- [Directions for this task]: Identify every line in the records below that contains the word "DateTime", and copy each of those lines.

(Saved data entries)
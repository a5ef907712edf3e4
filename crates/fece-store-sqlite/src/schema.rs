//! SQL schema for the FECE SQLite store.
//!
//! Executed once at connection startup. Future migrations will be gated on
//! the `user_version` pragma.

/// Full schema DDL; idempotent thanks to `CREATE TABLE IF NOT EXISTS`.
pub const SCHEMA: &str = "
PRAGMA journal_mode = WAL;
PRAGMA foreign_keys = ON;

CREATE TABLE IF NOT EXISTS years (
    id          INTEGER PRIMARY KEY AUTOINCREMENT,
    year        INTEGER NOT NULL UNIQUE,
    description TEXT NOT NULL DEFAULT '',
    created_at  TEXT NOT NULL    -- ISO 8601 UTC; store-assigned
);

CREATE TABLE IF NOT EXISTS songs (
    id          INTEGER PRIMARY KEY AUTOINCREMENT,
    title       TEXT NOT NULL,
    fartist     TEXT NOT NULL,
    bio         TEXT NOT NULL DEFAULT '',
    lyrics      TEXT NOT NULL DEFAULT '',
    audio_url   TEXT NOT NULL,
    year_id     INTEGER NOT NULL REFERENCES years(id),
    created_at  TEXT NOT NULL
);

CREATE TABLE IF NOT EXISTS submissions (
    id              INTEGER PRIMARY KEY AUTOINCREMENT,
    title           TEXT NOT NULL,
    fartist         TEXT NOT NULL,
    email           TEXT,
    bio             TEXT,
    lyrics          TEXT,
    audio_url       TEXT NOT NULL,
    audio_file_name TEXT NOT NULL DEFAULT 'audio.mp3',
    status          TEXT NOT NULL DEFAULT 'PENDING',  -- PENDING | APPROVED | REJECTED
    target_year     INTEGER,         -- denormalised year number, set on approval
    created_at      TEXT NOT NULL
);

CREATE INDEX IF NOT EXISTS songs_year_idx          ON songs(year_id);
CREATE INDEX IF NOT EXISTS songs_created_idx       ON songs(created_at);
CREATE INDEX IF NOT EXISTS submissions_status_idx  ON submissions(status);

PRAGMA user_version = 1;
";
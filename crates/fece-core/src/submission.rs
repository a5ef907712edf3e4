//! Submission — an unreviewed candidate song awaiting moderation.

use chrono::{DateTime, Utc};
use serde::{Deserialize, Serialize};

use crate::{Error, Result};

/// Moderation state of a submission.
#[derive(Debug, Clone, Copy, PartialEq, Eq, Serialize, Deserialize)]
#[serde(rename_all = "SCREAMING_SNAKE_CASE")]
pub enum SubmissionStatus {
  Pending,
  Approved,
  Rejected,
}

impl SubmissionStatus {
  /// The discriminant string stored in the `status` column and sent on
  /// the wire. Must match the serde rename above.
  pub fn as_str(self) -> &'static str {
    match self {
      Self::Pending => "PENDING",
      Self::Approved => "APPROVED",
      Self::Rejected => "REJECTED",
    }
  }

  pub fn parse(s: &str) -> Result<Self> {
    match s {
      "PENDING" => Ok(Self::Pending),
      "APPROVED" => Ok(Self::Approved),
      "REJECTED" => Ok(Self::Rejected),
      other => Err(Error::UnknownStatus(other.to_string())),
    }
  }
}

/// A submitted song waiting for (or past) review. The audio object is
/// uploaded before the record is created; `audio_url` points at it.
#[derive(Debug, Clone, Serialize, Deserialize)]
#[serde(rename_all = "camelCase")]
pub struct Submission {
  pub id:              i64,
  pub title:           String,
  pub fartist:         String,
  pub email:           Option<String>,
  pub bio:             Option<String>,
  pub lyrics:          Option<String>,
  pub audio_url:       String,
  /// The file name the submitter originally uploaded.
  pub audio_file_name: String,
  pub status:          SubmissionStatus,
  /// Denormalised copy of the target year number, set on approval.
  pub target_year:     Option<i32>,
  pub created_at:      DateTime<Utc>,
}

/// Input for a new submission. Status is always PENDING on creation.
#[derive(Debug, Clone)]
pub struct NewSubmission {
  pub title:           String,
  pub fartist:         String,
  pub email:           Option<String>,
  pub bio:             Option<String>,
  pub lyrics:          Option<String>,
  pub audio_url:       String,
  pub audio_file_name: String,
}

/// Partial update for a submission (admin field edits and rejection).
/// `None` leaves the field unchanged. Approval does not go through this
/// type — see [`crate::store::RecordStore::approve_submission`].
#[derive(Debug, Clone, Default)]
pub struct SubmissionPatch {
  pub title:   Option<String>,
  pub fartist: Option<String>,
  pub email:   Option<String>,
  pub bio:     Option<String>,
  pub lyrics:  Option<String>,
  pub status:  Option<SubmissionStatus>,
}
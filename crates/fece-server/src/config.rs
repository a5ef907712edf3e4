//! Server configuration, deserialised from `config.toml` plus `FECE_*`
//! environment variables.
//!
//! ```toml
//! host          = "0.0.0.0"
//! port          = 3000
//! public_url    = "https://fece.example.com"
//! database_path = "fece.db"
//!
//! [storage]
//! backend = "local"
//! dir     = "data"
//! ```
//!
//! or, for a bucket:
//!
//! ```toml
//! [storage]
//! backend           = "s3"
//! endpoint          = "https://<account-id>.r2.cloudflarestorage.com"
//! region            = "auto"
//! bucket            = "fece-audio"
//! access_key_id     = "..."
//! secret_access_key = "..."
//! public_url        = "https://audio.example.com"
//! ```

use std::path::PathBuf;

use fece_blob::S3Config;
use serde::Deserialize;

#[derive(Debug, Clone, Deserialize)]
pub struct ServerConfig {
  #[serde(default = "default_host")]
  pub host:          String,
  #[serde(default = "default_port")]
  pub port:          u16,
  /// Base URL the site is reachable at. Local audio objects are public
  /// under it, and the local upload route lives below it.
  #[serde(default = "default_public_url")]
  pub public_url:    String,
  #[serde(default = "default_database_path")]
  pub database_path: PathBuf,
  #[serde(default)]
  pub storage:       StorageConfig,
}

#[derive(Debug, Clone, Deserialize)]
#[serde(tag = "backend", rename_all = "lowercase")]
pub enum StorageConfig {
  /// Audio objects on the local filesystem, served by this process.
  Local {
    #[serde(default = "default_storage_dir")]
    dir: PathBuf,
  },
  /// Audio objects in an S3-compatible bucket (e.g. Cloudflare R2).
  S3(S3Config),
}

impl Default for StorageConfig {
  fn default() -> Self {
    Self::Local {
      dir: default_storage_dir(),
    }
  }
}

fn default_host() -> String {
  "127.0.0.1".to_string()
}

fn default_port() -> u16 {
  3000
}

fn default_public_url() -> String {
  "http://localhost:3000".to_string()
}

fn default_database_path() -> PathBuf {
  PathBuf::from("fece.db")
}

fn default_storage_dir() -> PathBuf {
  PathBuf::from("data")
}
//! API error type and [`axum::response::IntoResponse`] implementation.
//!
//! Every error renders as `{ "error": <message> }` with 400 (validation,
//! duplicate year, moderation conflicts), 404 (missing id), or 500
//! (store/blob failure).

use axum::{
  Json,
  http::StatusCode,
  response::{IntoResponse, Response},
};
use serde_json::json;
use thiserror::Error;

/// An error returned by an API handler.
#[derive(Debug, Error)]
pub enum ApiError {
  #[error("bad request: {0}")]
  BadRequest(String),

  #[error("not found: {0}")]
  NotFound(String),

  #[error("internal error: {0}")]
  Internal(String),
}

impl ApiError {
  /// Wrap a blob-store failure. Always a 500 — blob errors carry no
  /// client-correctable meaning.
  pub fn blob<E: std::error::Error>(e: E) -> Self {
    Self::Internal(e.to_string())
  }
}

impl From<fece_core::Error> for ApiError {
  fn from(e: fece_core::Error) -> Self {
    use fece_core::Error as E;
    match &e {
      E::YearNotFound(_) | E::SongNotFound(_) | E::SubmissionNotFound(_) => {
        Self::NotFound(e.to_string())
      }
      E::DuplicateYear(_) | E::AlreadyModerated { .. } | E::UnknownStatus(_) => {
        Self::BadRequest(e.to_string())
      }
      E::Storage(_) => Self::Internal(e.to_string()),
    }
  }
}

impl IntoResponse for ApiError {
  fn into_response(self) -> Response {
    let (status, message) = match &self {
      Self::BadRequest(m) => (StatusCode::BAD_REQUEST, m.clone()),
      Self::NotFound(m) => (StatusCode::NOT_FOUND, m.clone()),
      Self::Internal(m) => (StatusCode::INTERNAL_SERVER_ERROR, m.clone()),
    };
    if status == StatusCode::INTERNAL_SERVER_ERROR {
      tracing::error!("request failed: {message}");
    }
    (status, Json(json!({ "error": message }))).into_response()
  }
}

- [Solved exercise]:
use chrono::{DateTime, Utc};
  pub created_at:      DateTime<Utc>,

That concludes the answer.